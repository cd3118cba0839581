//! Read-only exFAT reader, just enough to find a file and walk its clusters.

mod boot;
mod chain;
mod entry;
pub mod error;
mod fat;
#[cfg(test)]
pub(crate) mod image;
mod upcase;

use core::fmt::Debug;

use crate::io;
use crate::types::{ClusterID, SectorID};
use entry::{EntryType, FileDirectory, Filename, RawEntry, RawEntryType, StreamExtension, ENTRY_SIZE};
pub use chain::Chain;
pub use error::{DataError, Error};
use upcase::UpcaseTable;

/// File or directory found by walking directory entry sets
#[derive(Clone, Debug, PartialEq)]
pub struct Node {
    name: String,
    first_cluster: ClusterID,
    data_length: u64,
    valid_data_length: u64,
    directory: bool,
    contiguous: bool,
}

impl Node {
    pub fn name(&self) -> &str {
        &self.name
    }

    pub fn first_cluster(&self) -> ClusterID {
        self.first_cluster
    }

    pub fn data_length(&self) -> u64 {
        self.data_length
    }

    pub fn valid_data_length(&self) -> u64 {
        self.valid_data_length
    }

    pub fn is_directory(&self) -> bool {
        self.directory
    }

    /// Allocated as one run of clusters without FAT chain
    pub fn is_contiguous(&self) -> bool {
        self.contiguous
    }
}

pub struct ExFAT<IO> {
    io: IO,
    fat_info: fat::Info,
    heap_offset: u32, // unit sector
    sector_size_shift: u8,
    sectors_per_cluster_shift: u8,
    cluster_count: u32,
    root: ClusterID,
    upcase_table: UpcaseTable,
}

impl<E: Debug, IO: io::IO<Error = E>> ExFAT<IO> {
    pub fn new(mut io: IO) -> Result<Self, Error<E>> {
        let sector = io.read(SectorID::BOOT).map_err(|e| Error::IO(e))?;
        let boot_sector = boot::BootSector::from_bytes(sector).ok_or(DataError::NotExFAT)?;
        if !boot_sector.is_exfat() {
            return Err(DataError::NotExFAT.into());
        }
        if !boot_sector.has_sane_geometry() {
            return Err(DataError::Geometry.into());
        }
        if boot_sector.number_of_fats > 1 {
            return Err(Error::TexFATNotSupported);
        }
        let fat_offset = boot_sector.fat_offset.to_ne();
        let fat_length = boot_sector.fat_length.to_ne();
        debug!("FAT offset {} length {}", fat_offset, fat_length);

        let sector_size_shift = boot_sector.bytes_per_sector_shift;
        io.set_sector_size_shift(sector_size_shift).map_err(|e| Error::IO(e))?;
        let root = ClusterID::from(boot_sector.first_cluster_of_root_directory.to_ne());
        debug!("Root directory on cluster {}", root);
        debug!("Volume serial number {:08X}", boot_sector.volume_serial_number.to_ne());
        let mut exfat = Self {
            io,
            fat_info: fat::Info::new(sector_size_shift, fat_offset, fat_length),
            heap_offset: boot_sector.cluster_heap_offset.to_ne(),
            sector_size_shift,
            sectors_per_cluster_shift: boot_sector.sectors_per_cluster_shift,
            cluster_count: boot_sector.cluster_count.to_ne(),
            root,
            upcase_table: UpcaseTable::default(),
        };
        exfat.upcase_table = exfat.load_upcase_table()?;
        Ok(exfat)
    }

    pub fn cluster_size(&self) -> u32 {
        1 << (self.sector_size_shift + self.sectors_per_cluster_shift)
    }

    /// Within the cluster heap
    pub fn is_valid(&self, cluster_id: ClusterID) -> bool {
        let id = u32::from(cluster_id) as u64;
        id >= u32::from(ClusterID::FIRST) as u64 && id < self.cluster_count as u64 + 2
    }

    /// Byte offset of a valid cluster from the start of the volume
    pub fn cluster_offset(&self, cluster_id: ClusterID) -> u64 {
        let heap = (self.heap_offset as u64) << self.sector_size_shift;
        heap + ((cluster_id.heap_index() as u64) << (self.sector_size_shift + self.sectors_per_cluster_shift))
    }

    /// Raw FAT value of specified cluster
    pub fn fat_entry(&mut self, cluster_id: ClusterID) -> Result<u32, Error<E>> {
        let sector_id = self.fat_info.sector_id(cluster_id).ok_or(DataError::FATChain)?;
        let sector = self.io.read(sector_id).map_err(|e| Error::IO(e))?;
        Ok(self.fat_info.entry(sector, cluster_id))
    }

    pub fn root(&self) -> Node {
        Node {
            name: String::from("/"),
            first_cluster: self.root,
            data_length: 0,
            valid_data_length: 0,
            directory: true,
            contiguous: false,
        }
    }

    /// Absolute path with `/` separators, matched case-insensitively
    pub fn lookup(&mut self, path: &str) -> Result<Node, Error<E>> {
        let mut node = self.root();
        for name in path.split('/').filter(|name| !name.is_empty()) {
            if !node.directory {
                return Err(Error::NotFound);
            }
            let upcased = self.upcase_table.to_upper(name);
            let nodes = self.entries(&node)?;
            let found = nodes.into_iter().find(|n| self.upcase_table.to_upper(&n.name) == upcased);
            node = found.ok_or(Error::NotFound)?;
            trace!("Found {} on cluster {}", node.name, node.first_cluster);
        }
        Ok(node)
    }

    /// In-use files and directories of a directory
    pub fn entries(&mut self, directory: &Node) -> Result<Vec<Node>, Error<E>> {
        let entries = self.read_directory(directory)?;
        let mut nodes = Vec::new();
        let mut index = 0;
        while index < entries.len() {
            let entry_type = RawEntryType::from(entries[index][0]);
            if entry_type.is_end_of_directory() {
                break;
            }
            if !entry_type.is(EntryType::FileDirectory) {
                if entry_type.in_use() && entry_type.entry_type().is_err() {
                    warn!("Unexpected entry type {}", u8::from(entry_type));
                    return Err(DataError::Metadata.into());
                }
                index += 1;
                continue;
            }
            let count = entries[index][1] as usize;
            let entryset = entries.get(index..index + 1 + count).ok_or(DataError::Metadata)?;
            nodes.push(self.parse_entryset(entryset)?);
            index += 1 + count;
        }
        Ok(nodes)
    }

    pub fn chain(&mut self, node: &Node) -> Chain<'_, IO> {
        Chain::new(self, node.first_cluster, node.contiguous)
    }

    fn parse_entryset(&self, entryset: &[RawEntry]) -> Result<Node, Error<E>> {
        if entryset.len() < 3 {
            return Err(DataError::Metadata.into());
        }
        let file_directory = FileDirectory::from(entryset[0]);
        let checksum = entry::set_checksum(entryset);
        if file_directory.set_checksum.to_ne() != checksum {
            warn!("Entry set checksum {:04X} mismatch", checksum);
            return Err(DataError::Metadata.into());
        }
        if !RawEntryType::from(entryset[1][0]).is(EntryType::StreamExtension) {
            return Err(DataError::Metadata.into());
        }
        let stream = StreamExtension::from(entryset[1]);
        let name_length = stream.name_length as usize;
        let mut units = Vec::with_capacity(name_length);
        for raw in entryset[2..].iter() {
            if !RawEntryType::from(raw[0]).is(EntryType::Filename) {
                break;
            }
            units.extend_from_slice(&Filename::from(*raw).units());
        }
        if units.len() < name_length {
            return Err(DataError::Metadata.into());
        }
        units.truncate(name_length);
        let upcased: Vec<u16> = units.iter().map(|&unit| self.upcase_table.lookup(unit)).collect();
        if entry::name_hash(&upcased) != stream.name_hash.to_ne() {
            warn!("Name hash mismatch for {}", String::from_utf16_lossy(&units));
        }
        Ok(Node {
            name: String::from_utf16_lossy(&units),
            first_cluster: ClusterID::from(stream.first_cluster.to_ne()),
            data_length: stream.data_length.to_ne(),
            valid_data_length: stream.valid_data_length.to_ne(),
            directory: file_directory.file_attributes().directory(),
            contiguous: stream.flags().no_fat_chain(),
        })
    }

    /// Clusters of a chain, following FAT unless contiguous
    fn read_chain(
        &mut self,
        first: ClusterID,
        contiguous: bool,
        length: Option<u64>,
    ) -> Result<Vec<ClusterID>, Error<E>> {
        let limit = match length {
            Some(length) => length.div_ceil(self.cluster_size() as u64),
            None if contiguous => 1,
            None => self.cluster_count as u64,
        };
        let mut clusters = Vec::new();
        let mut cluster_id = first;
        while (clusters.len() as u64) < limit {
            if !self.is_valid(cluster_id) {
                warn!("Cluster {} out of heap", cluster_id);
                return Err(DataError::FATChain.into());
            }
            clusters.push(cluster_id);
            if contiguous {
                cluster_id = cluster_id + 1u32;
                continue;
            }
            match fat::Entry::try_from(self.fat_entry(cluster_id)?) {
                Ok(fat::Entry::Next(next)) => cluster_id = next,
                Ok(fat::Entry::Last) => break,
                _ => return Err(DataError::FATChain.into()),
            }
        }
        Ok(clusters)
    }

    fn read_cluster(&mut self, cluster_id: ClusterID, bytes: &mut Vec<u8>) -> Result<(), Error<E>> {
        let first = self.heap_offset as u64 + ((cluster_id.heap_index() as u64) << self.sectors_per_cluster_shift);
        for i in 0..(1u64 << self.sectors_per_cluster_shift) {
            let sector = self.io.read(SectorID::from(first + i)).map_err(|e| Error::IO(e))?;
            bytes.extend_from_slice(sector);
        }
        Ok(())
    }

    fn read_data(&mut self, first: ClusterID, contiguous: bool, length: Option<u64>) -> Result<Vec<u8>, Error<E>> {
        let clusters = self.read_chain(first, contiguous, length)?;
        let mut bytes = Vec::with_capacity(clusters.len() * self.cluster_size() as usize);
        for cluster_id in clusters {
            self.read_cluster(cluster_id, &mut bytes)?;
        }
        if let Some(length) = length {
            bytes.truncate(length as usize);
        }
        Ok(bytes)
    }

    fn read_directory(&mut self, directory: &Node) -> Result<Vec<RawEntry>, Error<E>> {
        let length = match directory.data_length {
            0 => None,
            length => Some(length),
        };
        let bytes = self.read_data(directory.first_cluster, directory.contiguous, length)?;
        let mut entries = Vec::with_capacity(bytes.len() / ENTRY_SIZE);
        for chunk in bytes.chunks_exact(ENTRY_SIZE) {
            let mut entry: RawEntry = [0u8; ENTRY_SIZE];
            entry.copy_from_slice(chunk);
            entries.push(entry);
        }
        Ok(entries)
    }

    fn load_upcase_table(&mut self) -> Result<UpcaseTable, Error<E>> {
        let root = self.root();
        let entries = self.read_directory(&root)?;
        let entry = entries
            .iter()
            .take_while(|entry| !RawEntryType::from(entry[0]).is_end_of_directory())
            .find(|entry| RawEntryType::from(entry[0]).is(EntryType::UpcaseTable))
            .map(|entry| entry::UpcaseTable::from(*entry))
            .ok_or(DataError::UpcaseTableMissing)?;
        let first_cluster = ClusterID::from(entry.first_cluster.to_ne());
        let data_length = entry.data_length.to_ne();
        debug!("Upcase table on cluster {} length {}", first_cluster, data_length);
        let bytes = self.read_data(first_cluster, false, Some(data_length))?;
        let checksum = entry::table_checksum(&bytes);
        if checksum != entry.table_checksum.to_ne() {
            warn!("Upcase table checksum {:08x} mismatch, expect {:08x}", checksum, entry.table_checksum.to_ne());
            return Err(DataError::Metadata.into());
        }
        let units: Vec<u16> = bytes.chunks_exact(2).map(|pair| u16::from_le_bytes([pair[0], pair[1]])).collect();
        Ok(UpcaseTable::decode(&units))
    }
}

—————

Description of the task:
Every line above that has the string "checksum" needs to be copied.

Output of the exercise:
        let checksum = entry::set_checksum(entryset);
        if file_directory.set_checksum.to_ne() != checksum {
            warn!("Entry set checksum {:04X} mismatch", checksum);
        let checksum = entry::table_checksum(&bytes);
        if checksum != entry.table_checksum.to_ne() {
            warn!("Upcase table checksum {:08x} mismatch, expect {:08x}", checksum, entry.table_checksum.to_ne());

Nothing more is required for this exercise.